Jamon Freeman was one of 20 athletes with a mobility disability, playing in Charlottesville's first-ever Adaptive Sledding Hockey Clinic.

"For the people in wheelchairs like us, we can do anything," said Freeman. "We can't walk but it's okay, so we're dominating this sport."

The clinic was put on by the Charlottesville nonprofit Therapeutic Adventures and it was free to any and all players with mobility issues.

"It's something we've dreamed about for a long time, we've been working for about six months with USA Disabled Hockey to put this event together," said Mark Andrews, founder of Therapeutic Adventures. "We have folks with Spina Bifida, Multiple Sclerosis and a wide variety of disabilities."

The clinic paired disabled athletes with other hockey players and Special Olympians like Laurie Wood.
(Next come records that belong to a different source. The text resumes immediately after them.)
//! Change notifications and call receipts.
//!
//! Notifications are emitted synchronously by successful calls and handed
//! to observers after commit. They are never stored as queryable state.

use serde::{Deserialize, Serialize};

use crate::types::{Address, DataKey, DataValue};

/// A change notification emitted by a successful registry call.
#[derive(Debug, Clone, PartialEq, Eq, Serialize, Deserialize)]
#[serde(tag = "event", rename_all = "PascalCase")]
pub enum Event {
    /// The owner changed. `new_owner` is the zero address on renouncement.
    OwnershipTransferred {
        previous_owner: Address,
        new_owner: Address,
    },
    /// A data key was written. An empty `data_value` is a clear.
    DataChanged {
        data_key: DataKey,
        data_value: DataValue,
    },
}

impl Event {
    /// Event name as observers see it.
    pub fn name(&self) -> &'static str {
        match self {
            Self::OwnershipTransferred { .. } => "OwnershipTransferred",
            Self::DataChanged { .. } => "DataChanged",
        }
    }

    /// Number of payload bytes carried by this notification.
    pub fn payload_len(&self) -> usize {
        match self {
            Self::OwnershipTransferred { .. } => 64,
            Self::DataChanged { data_value, .. } => 32 + data_value.len(),
        }
    }
}

/// Outcome of a successful gated call.
#[derive(Debug, Clone, PartialEq, Eq, Default)]
pub struct Receipt {
    /// Gas consumed by the call.
    pub gas_used: u64,
    /// Notifications in emission order.
    pub events: Vec<Event>,
}
//! Per-call write buffer over committed state.
//!
//! Slot writes made during a registry call are staged here and are
//! visible to later reads of the same call. A successful call hands the
//! whole write set to the persistence substrate in one `apply`; a failed
//! call drops the overlay and nothing reaches committed state.

use std::collections::BTreeMap;

/// Staged slot writes: `Some(value)` for a set, `None` for a deletion.
///
/// `BTreeMap` keeps the write set in key order, so applying it is
/// deterministic.
pub type WriteSet = BTreeMap<Vec<u8>, Option<Vec<u8>>>;

/// Transactional write buffer overlaying committed state.
#[derive(Debug, Clone, Default)]
pub struct StateOverlay {
    writes: WriteSet,
    /// Bytes staged so far (keys + values), for the write-byte cap.
    total_write_bytes: u64,
}

/// Result of looking up a slot in the overlay.
#[derive(Debug, Clone, PartialEq, Eq)]
pub enum OverlayResult {
    /// The slot was set in this call.
    Found(Vec<u8>),
    /// The slot was deleted in this call.
    Deleted,
    /// The call has not touched the slot; committed state decides.
    NotInOverlay,
}

fn staged_bytes(key: &[u8], value: Option<&Vec<u8>>) -> u64 {
    key.len() as u64 + value.map_or(0, |v| v.len() as u64)
}

impl StateOverlay {
    /// Create a new empty overlay.
    pub fn new() -> Self {
        Self::default()
    }

    /// Stage a slot write, replacing anything staged earlier for `key`.
    pub fn set(&mut self, key: Vec<u8>, value: Vec<u8>) {
        self.stage(key, Some(value));
    }

    /// Stage a slot deletion. Deletions count their key bytes.
    pub fn delete(&mut self, key: Vec<u8>) {
        self.stage(key, None);
    }

    fn stage(&mut self, key: Vec<u8>, value: Option<Vec<u8>>) {
        let added = staged_bytes(&key, value.as_ref());
        if let Some(prev) = self.writes.get(&key) {
            let removed = staged_bytes(&key, prev.as_ref());
            self.total_write_bytes = self.total_write_bytes.saturating_sub(removed);
        }
        self.total_write_bytes = self.total_write_bytes.saturating_add(added);
        self.writes.insert(key, value);
    }

    /// Look up a slot in the overlay.
    pub fn get(&self, key: &[u8]) -> OverlayResult {
        match self.writes.get(key) {
            Some(Some(value)) => OverlayResult::Found(value.clone()),
            Some(None) => OverlayResult::Deleted,
            None => OverlayResult::NotInOverlay,
        }
    }

    /// Bytes that staging `key = value` would add on top of the current
    /// total, accounting for an entry it replaces.
    pub fn projected_write_bytes(&self, key: &[u8], value_len: Option<usize>) -> u64 {
        let replaced = self
            .writes
            .get(key)
            .map_or(0, |prev| staged_bytes(key, prev.as_ref()));
        let added = key.len() as u64 + value_len.unwrap_or(0) as u64;
        self.total_write_bytes
            .saturating_sub(replaced)
            .saturating_add(added)
    }

    /// Consume the overlay and return the write set in key order.
    pub fn into_writes(self) -> WriteSet {
        self.writes
    }

    /// Returns the number of slots touched.
    pub fn len(&self) -> usize {
        self.writes.len()
    }

    /// Returns true if nothing has been staged.
    pub fn is_empty(&self) -> bool {
        self.writes.is_empty()
    }

    /// Returns the bytes staged so far (keys + values).
    pub fn total_write_bytes(&self) -> u64 {
        self.total_write_bytes
    }
}
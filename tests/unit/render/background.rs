use super::*;

fn still(width: u32, height: u32, f: impl Fn(u32, u32) -> [u8; 4]) -> StillImage {
    let mut rgba8_premul = Vec::with_capacity((width * height * 4) as usize);
    for y in 0..height {
        for x in 0..width {
            rgba8_premul.extend_from_slice(&f(x, y));
        }
    }
    StillImage {
        width,
        height,
        rgba8_premul,
    }
}

fn near(px: &[u8], expected: [u8; 4]) -> bool {
    px.iter().zip(expected).all(|(&a, b)| a.abs_diff(b) <= 1)
}

#[test]
fn output_matches_canvas_for_any_aspect() {
    let canvas = Canvas {
        width: 54,
        height: 96,
    };
    for (w, h) in [(1920, 1080), (100, 100), (10, 400), (53, 97), (1, 1)] {
        let img = still(w, h, |_, _| [10, 20, 30, 255]);
        let bg = fit_background(Some(&img), canvas, Rgba8::BLACK);
        assert!(!bg.is_fallback(), "{w}x{h}");
        assert_eq!(bg.rgba8_premul.len(), canvas.rgba_len(), "{w}x{h}");
    }
}

#[test]
fn crop_is_centered() {
    // Wide image: left third red, middle third green, right third blue.
    let img = still(30, 10, |x, _| match x / 10 {
        0 => [255, 0, 0, 255],
        1 => [0, 255, 0, 255],
        _ => [0, 0, 255, 255],
    });
    let canvas = Canvas {
        width: 10,
        height: 10,
    };
    let out = fit_and_crop(&img, canvas).unwrap();
    // Same height, so no scaling: the crop is exactly the green middle.
    assert!(out.chunks_exact(4).all(|px| px == [0, 255, 0, 255]));
}

#[test]
fn extreme_aspect_crops_before_scaling() {
    // 2x4000 strip, red except two green rows at the exact center.
    let img = still(2, 4000, |_, y| {
        if (1999..2001).contains(&y) {
            [0, 255, 0, 255]
        } else {
            [255, 0, 0, 255]
        }
    });
    let canvas = Canvas {
        width: 4,
        height: 4,
    };
    // Cover scale is 2, so only the 2x2 center block of the source is visible.
    let out = fit_and_crop(&img, canvas).unwrap();
    assert_eq!(out.len(), canvas.rgba_len());
    assert!(out.chunks_exact(4).all(|px| near(px, [0, 255, 0, 255])));

    let thin = still(1, 2000, |_, _| [40, 50, 60, 255]);
    let canvas = Canvas {
        width: 54,
        height: 96,
    };
    let out = fit_and_crop(&thin, canvas).unwrap();
    assert_eq!(out.len(), canvas.rgba_len());
    assert!(out.chunks_exact(4).all(|px| near(px, [40, 50, 60, 255])));
}

#[test]
fn no_image_is_uniform_fallback_color() {
    let canvas = Canvas {
        width: 4,
        height: 6,
    };
    let color = Rgba8::opaque(12, 34, 56);
    let bg = fit_background(None, canvas, color);
    assert_eq!(bg.rgba8_premul.len(), canvas.rgba_len());
    assert!(bg.rgba8_premul.chunks_exact(4).all(|px| px == [12, 34, 56, 255]));
    assert!(!bg.is_fallback());
}

#[test]
fn broken_image_degrades_to_solid() {
    let canvas = Canvas {
        width: 4,
        height: 4,
    };
    let broken = StillImage {
        width: 10,
        height: 10,
        rgba8_premul: vec![0; 3],
    };
    let bg = fit_background(Some(&broken), canvas, Rgba8::BLACK);
    assert!(bg.is_fallback());
    assert!(bg.rgba8_premul.chunks_exact(4).all(|px| px == [0, 0, 0, 255]));

    let empty = StillImage {
        width: 0,
        height: 5,
        rgba8_premul: Vec::new(),
    };
    assert!(fit_background(Some(&empty), canvas, Rgba8::BLACK).is_fallback());
}
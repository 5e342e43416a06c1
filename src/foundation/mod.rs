pub mod color;
pub mod core;
pub mod error;
pub(crate) mod math;
use std::path::{Path, PathBuf};
use std::sync::Arc;
use std::sync::atomic::{AtomicBool, Ordering};
use std::time::{Duration, Instant};

use rayon::prelude::*;

use crate::audio::mix::{MixedAudioTrack, mix_tracks};
use crate::audio::pcm::{AudioPcm, write_f32le_file};
use crate::captions::cue::{CaptionCue, ParsedCues, clamp_cues};
use crate::config::RenderConfig;
use crate::encode::sink::{AudioInputConfig, FrameSink, SinkConfig};
use crate::foundation::core::{Canvas, Fps, FrameIndex, FrameRange};
use crate::foundation::error::{ReelError, ReelResult, RenderStage};
use crate::render::FrameRGBA;
use crate::render::background::{Background, fit_background};
use crate::render::compositor::{FrameCompositor, prepare_captions};
use crate::session::resources::{
    AudioInput, FfmpegMediaProvider, ImageInput, MediaProvider, Scoped, TempFileGuard,
};
use crate::text::font::{FontOrigin, ResolvedFont, resolve_font};
use crate::text::raster::TextRasterizer;

/// Upper bound on frames held between rendering and encoding.
const MAX_CHUNK_BUFFER_BYTES: u64 = 128 * 1024 * 1024;

/// Music file names probed by [`find_background_music`], in order.
const MUSIC_FILE_NAMES: &[&str] = &["bgm.mp3", "bgm.wav"];

/// Cooperative cancellation flag shared between the caller and a running render.
#[derive(Clone, Debug, Default)]
pub struct CancelToken(Arc<AtomicBool>);

impl CancelToken {
    pub fn new() -> Self {
        Self::default()
    }

    pub fn cancel(&self) {
        self.0.store(true, Ordering::SeqCst);
    }

    pub fn is_cancelled(&self) -> bool {
        self.0.load(Ordering::SeqCst)
    }

    fn check(&self, stage: RenderStage) -> ReelResult<()> {
        if self.is_cancelled() {
            tracing::info!(%stage, "render cancelled");
            return Err(ReelError::Cancelled(stage));
        }
        Ok(())
    }
}
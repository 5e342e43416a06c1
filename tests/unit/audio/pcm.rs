use super::*;

#[test]
fn duration_comes_from_frame_count() {
    let pcm = AudioPcm::silence(MIX_SAMPLE_RATE, 2, 48_000 * 5);
    assert_eq!(pcm.frames(), 240_000);
    assert_eq!(pcm.duration_secs(), 5.0);
    assert_eq!(pcm.duration(), Duration::from_secs(5));
}

#[test]
fn new_rejects_misaligned_buffers() {
    assert!(AudioPcm::new(48_000, 2, vec![0.0; 3]).is_err());
    assert!(AudioPcm::new(0, 2, Vec::new()).is_err());
    assert!(AudioPcm::new(48_000, 1, vec![0.0; 3]).is_ok());
}

#[test]
fn f32le_file_round_trips() {
    let dir = std::env::temp_dir().join(format!("storyreel_pcm_{}", std::process::id()));
    let path = dir.join("mix.f32le");
    let samples = [0.0f32, -0.5, 0.25, 1.0];
    write_f32le_file(&samples, &path).unwrap();
    let bytes = std::fs::read(&path).unwrap();
    assert_eq!(bytes.len(), 16);
    assert_eq!(f32le_from_bytes(&bytes).unwrap(), samples.to_vec());
    let _ = std::fs::remove_dir_all(&dir);
}

#[test]
fn misaligned_bytes_are_rejected() {
    assert!(f32le_from_bytes(&[0, 0, 0]).is_err());
}
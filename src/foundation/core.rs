use crate::foundation::error::{ReelError, ReelResult};

/// Absolute 0-based output frame index.
#[derive(
    Clone, Copy, Debug, PartialEq, Eq, PartialOrd, Ord, Hash, serde::Serialize, serde::Deserialize,
)]
pub struct FrameIndex(pub u64);

/// Half-open frame range `[start, end)`.
#[derive(Clone, Copy, Debug, PartialEq, Eq, serde::Serialize, serde::Deserialize)]
pub struct FrameRange {
    /// Inclusive range start.
    pub start: FrameIndex,
    /// Exclusive range end.
    pub end: FrameIndex,
}

impl FrameRange {
    /// Create a validated range with `start <= end`.
    pub fn new(start: FrameIndex, end: FrameIndex) -> ReelResult<Self> {
        if start.0 > end.0 {
            return Err(ReelError::validation("FrameRange start must be <= end"));
        }
        Ok(Self { start, end })
    }

    /// Number of frames contained in the range.
    pub fn len_frames(self) -> u64 {
        self.end.0.saturating_sub(self.start.0)
    }

    /// Return `true` when the range has no frames.
    pub fn is_empty(self) -> bool {
        self.start.0 == self.end.0
    }

    /// Return `true` when `f` is inside `[start, end)`.
    pub fn contains(self, f: FrameIndex) -> bool {
        self.start.0 <= f.0 && f.0 < self.end.0
    }

    /// Split the range into consecutive chunks of at most `chunk` frames.
    pub fn chunks(self, chunk: u64) -> impl Iterator<Item = FrameRange> {
        let chunk = chunk.max(1);
        let end = self.end.0;
        (self.start.0..end)
            .step_by(chunk as usize)
            .map(move |s| FrameRange {
                start: FrameIndex(s),
                end: FrameIndex((s + chunk).min(end)),
            })
    }
}

/// Frames-per-second represented as a rational `num/den`.
#[derive(Clone, Copy, Debug, PartialEq, Eq, serde::Serialize, serde::Deserialize)]
pub struct Fps {
    /// Numerator (frames).
    pub num: u32,
    /// Denominator (seconds), must be non-zero.
    pub den: u32,
}

impl Fps {
    /// Create a validated FPS value.
    pub fn new(num: u32, den: u32) -> ReelResult<Self> {
        if den == 0 {
            return Err(ReelError::validation("Fps den must be > 0"));
        }
        if num == 0 {
            return Err(ReelError::validation("Fps num must be > 0"));
        }
        Ok(Self { num, den })
    }

    /// Convert to floating-point FPS.
    pub fn as_f64(self) -> f64 {
        f64::from(self.num) / f64::from(self.den)
    }

    /// Duration of one frame in seconds.
    pub fn frame_duration_secs(self) -> f64 {
        f64::from(self.den) / f64::from(self.num)
    }

    /// Presentation timestamp of `frame` in seconds.
    pub fn frame_time_secs(self, frame: FrameIndex) -> f64 {
        (frame.0 as f64) * self.frame_duration_secs()
    }

    /// Presentation timestamp of `frame`, exact to the nanosecond (rounded down).
    pub fn frame_time(self, frame: FrameIndex) -> std::time::Duration {
        let nanos = u128::from(frame.0) * u128::from(self.den) * 1_000_000_000 / u128::from(self.num);
        std::time::Duration::from_nanos(nanos.min(u128::from(u64::MAX)) as u64)
    }

    /// Number of frames whose timestamps fall inside `[0, secs)`.
    ///
    /// Uses exact rational arithmetic on microseconds so that e.g. 10.0s at 24 fps is 240 frames,
    /// not 241.
    pub fn frames_covering_secs(self, secs: f64) -> u64 {
        if !secs.is_finite() || secs <= 0.0 {
            return 0;
        }
        let micros = (secs * 1_000_000.0).round() as u128;
        let num = micros * u128::from(self.num);
        let den = 1_000_000u128 * u128::from(self.den);
        num.div_ceil(den) as u64
    }
}

impl Default for Fps {
    fn default() -> Self {
        Self { num: 24, den: 1 }
    }
}

/// Output canvas dimensions in pixels.
#[derive(Clone, Copy, Debug, PartialEq, Eq, serde::Serialize, serde::Deserialize)]
pub struct Canvas {
    /// Width in pixels.
    pub width: u32,
    /// Height in pixels.
    pub height: u32,
}

impl Canvas {
    /// Number of bytes in a tightly packed RGBA8 frame of this size.
    pub fn rgba_len(self) -> usize {
        (self.width as usize) * (self.height as usize) * 4
    }
}

impl Default for Canvas {
    fn default() -> Self {
        Self {
            width: 1080,
            height: 1920,
        }
    }
}

#[cfg(test)]
#[path = "../../tests/unit/foundation/core.rs"]
mod tests;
"If I didn't find hockey, I'm not sure I would have gotten my butt off the couch," said Wood. "I really felt like my life was over."

After falling off a building and breaking her back, Wood says adaptive sports saved her life and it can save many more.

"They're feeling the wind go past their cheeks," said Wood. "You can see this huge smile come across their faces."

The clinic may have also created new Olympians as well.

"One day I want to play on the Paralympics Team," said athlete Jim New.